「いざ!歩け!浦賀城から怒田城へ!」の巻(ガイド編)
今回は歩け会のお話。
先日、20人で浦賀城~怒田城、そしてペリー公園を歩く会のガイドをさせていただきました。途中、点々と史跡めぐりをしながら15kmほどのウォーキングになりました。見どころ満載!!立ち止まり立ち止まり、和気あいあいと進みました。
まずは浦賀城を目指し出発。途中、乗誓寺→東耀稲荷→専福寺→法幢寺と立ち寄りました。

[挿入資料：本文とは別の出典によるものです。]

use std::sync::Arc;

use async_trait::async_trait;
use eyre::Result;
use serde_json::Value;
use tokio::sync::RwLock;

use super::{Session, SessionStore};

/// In-memory session storage for tests and embedders that manage
/// persistence themselves.
#[derive(Clone, Debug, Default)]
pub struct MemorySessionStore {
    data: Arc<RwLock<Session>>,
}

impl MemorySessionStore {
    pub fn new() -> Self {
        Self::default()
    }

    /// Current session snapshot.
    pub async fn session(&self) -> Session {
        self.data.read().await.clone()
    }
}

#[async_trait]
impl SessionStore for MemorySessionStore {
    async fn load_token(&self) -> Result<Option<String>> {
        Ok(self.data.read().await.access_token.clone())
    }

    async fn save_token(&self, token: &str) -> Result<()> {
        self.data.write().await.access_token = Some(token.to_owned());
        Ok(())
    }

    async fn remove_token(&self) -> Result<()> {
        self.data.write().await.access_token = None;
        Ok(())
    }

    async fn load_user(&self) -> Result<Option<Value>> {
        Ok(self.data.read().await.user_data.clone())
    }

    async fn save_user(&self, user: &Value) -> Result<()> {
        self.data.write().await.user_data = Some(user.clone());
        Ok(())
    }

    async fn remove_user(&self) -> Result<()> {
        self.data.write().await.user_data = None;
        Ok(())
    }

    async fn clear(&self) -> Result<()> {
        let mut data = self.data.write().await;
        *data = Session::default();
        Ok(())
    }
}

#[cfg(test)]
mod tests {
    use serde_json::json;

    use super::*;

    #[tokio::test]
    async fn token_round_trip() {
        let store = MemorySessionStore::new();

        store.save_token("tok").await.expect("save failed");
        assert_eq!(store.load_token().await.unwrap(), Some("tok".to_owned()));

        store.remove_token().await.expect("remove failed");
        assert_eq!(store.load_token().await.unwrap(), None);
    }

    #[tokio::test]
    async fn user_round_trip() {
        let store = MemorySessionStore::new();
        let user = json!({"id": 1, "name": "Kim", "tags": ["a", "b"]});

        store.save_user(&user).await.expect("save failed");
        assert_eq!(store.load_user().await.unwrap(), Some(user));
    }

    #[tokio::test]
    async fn clear_drops_token_and_user() {
        let store = MemorySessionStore::new();

        store.save_token("tok").await.unwrap();
        store.save_user(&json!({"id": 1})).await.unwrap();
        store.clear().await.unwrap();

        assert_eq!(store.load_token().await.unwrap(), None);
        assert_eq!(store.load_user().await.unwrap(), None);
    }

    #[tokio::test]
    async fn token_survives_without_user() {
        let store = MemorySessionStore::new();

        store.save_token("tok").await.unwrap();
        store.remove_user().await.unwrap();

        assert_eq!(store.load_token().await.unwrap(), Some("tok".to_owned()));
        assert_eq!(store.load_user().await.unwrap(), None);
    }
}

乗誓寺の開基は了源。あの仇討ちで有名な曽我十郎祐成のと虎御前の子だそうです!!元は平塚にあったけど、1469年ごろに戦火を逃れて浦賀へと移ったとのこと。そして、その後も曽我一族が代々住職を継承し今は25代目に当たるとの事です!!
すごーい。
境内には本願寺第八世蓮如のお手植えの樹と伝わる大きな銀杏の木もありまーす。
お次は東耀稲荷。こじんまりとした社は1782年に建てられました。もとは裏手の顕正寺にあったそうです。ここは瓦と格天井などの彫刻に注目です!!瓦の上に大黒様と恵比寿様が乗ってます。なんとまぁ、かわいい。

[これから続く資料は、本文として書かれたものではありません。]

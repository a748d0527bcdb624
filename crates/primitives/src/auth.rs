//! Account and session types for the `/auth` endpoint family.

use serde::{Deserialize, Serialize};
use serde_json::Value;

/// Role attached to an account at signup.
#[derive(Clone, Copy, Debug, Default, Deserialize, Eq, PartialEq, Serialize)]
#[serde(rename_all = "lowercase")]
pub enum UserRole {
    #[default]
    Student,
    Parent,
    Coach,
    Official,
    Admin,
}

#[derive(Clone, Debug, Deserialize, Serialize)]
pub struct SignupRequest {
    pub name: String,
    pub email: String,
    pub password: String,
    #[serde(default)]
    pub role: UserRole,
    #[serde(skip_serializing_if = "Option::is_none")]
    pub school_or_org: Option<String>,
    #[serde(skip_serializing_if = "Option::is_none")]
    pub region_sido: Option<String>,
    #[serde(skip_serializing_if = "Option::is_none")]
    pub region_sigungu: Option<String>,
}

impl SignupRequest {
    pub fn new(name: impl Into<String>, email: impl Into<String>, password: impl Into<String>) -> Self {
        Self {
            name: name.into(),
            email: email.into(),
            password: password.into(),
            role: UserRole::default(),
            school_or_org: None,
            region_sido: None,
            region_sigungu: None,
        }
    }
}

#[derive(Clone, Debug, Deserialize, Serialize)]
pub struct LoginRequest {
    pub email: String,
    pub password: String,
}

#[derive(Clone, Debug, Deserialize, Serialize)]
pub struct EmailCheckRequest {
    pub email: String,
}

#[derive(Clone, Debug, Deserialize, Serialize)]
pub struct EmailCheckResponse {
    pub available: bool,
    pub message: String,
}

/// Profile as returned by `GET /auth/me` and `PUT /me/profile`.
#[derive(Clone, Debug, Deserialize, Serialize)]
pub struct UserResponse {
    pub id: i64,
    pub name: String,
    pub email: String,
    pub role: UserRole,
    #[serde(default)]
    pub school_or_org: Option<String>,
    #[serde(default)]
    pub region_sido: Option<String>,
    #[serde(default)]
    pub region_sigungu: Option<String>,
}

/// Issued on successful signup or login.
///
/// The `user` snapshot is kept untyped: it is cached verbatim in the session
/// store, where profile updates later merge into it field by field.
#[derive(Clone, Debug, Deserialize, Serialize)]
pub struct TokenResponse {
    pub access_token: String,
    #[serde(default = "default_token_type")]
    pub token_type: String,
    pub user: Value,
}

fn default_token_type() -> String {
    "bearer".to_owned()
}

#[cfg(test)]
mod tests {
    use assert_json_diff::assert_json_eq;
    use serde_json::json;

    use super::*;

    #[test]
    fn signup_request_omits_absent_optional_fields() {
        let request = SignupRequest::new("Kim", "kim@b.com", "Passw0rd!");
        assert_json_eq!(
            serde_json::to_value(&request).unwrap(),
            json!({
                "name": "Kim",
                "email": "kim@b.com",
                "password": "Passw0rd!",
                "role": "student",
            })
        );
    }

    #[test]
    fn roles_use_lowercase_wire_values() {
        assert_eq!(serde_json::to_value(UserRole::Official).unwrap(), json!("official"));
        assert_eq!(
            serde_json::from_value::<UserRole>(json!("admin")).unwrap(),
            UserRole::Admin
        );
    }

    #[test]
    fn token_type_defaults_to_bearer() {
        let response: TokenResponse =
            serde_json::from_value(json!({"access_token": "T", "user": {"id": 1}})).unwrap();
        assert_eq!(response.token_type, "bearer");
        assert_eq!(response.user, json!({"id": 1}));
    }
}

商人商業の町であり、小田原に次ぐ都市だった浦賀。腕のいい彫師を呼んで彫らせた彫刻や鏝絵などが点在していて、みどころ満載です。
鏝絵は左官職人が使う鏝で漆喰を盛ったり塗ったりして描いた漆喰芸術です。「伊豆の長八、三浦の善吉」と呼ばれ称された石川善吉の鏝絵も多数残っているのでーす!

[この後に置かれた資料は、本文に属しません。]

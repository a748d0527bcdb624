//! Sports program listing types for the `/programs` endpoint family.

use std::collections::BTreeMap;

use chrono::NaiveDate;
use serde::{Deserialize, Serialize};

/// Region index: sido name to its list of sigungu names.
pub type RegionMap = BTreeMap<String, Vec<String>>;

/// Query parameters for `GET /programs`. Only supplied fields reach the
/// query string.
#[derive(Clone, Debug, Default, Serialize)]
pub struct ProgramFilter {
    #[serde(skip_serializing_if = "Option::is_none")]
    pub region_sido: Option<String>,
    #[serde(skip_serializing_if = "Option::is_none")]
    pub region_sigungu: Option<String>,
    #[serde(skip_serializing_if = "Option::is_none")]
    pub program_type: Option<String>,
    #[serde(skip_serializing_if = "Option::is_none")]
    pub target_group: Option<String>,
    #[serde(skip_serializing_if = "Option::is_none")]
    pub industry_name: Option<String>,
    #[serde(skip_serializing_if = "Option::is_none")]
    pub keyword: Option<String>,
    #[serde(skip_serializing_if = "Option::is_none")]
    pub page: Option<u32>,
    #[serde(skip_serializing_if = "Option::is_none")]
    pub limit: Option<u32>,
}

#[derive(Clone, Debug, Deserialize, Serialize)]
pub struct ProgramResponse {
    pub id: i64,
    #[serde(default)]
    pub facility_name: Option<String>,
    #[serde(default)]
    pub facility_type_name: Option<String>,
    #[serde(default)]
    pub industry_name: Option<String>,
    #[serde(default)]
    pub region_sido: Option<String>,
    #[serde(default)]
    pub region_sigungu: Option<String>,
    #[serde(default)]
    pub address: Option<String>,
    #[serde(default)]
    pub latitude: Option<f64>,
    #[serde(default)]
    pub longitude: Option<f64>,
    #[serde(default)]
    pub program_type: Option<String>,
    #[serde(default)]
    pub program_name: Option<String>,
    #[serde(default)]
    pub target_group: Option<String>,
    #[serde(default)]
    pub start_date: Option<NaiveDate>,
    #[serde(default)]
    pub end_date: Option<NaiveDate>,
    #[serde(default)]
    pub schedule_weekdays: Option<String>,
    #[serde(default)]
    pub schedule_time: Option<String>,
    #[serde(default)]
    pub capacity: Option<u32>,
    #[serde(default)]
    pub price: Option<f64>,
    #[serde(default)]
    pub homepage_url: Option<String>,
}

#[derive(Clone, Debug, Deserialize, Serialize)]
pub struct ProgramListResponse {
    pub items: Vec<ProgramResponse>,
    pub total: u64,
    pub page: u32,
    pub limit: u32,
}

東耀稲荷の裏山がすでに浦賀城です。見上げてるだけでワクワクしてきます。城は何回来ても楽しいですね。結局、私がガイドしながら一番テンションがあがってます~。専福寺には小林一茶の初恋の人のお墓があったそうです。一茶も墓参りに来ていて、一茶の日記にもそのことが書かれています。今はその墓が残ってないので、石碑だけが境内にあります。
一茶、芭蕉、広重なども浦賀にはたびたび来ていて、交通の要所だっただけでなく、文化や芸術も盛んだったことがわかりますね~。
法幢寺で鏝絵を見て、浦賀城へとずんずん進みます。
法幢寺、東林寺辺りは浦賀城の曲輪の一部として機能してたと思われます。
お待ちかね!!浦賀城です!!
じゃじゃーん。東叶神社から登っていきます。対岸の西叶神社から、1692年に分かれました。元は修験道の山だったとの事。境内には源頼朝寄進の蘇鉄もあります。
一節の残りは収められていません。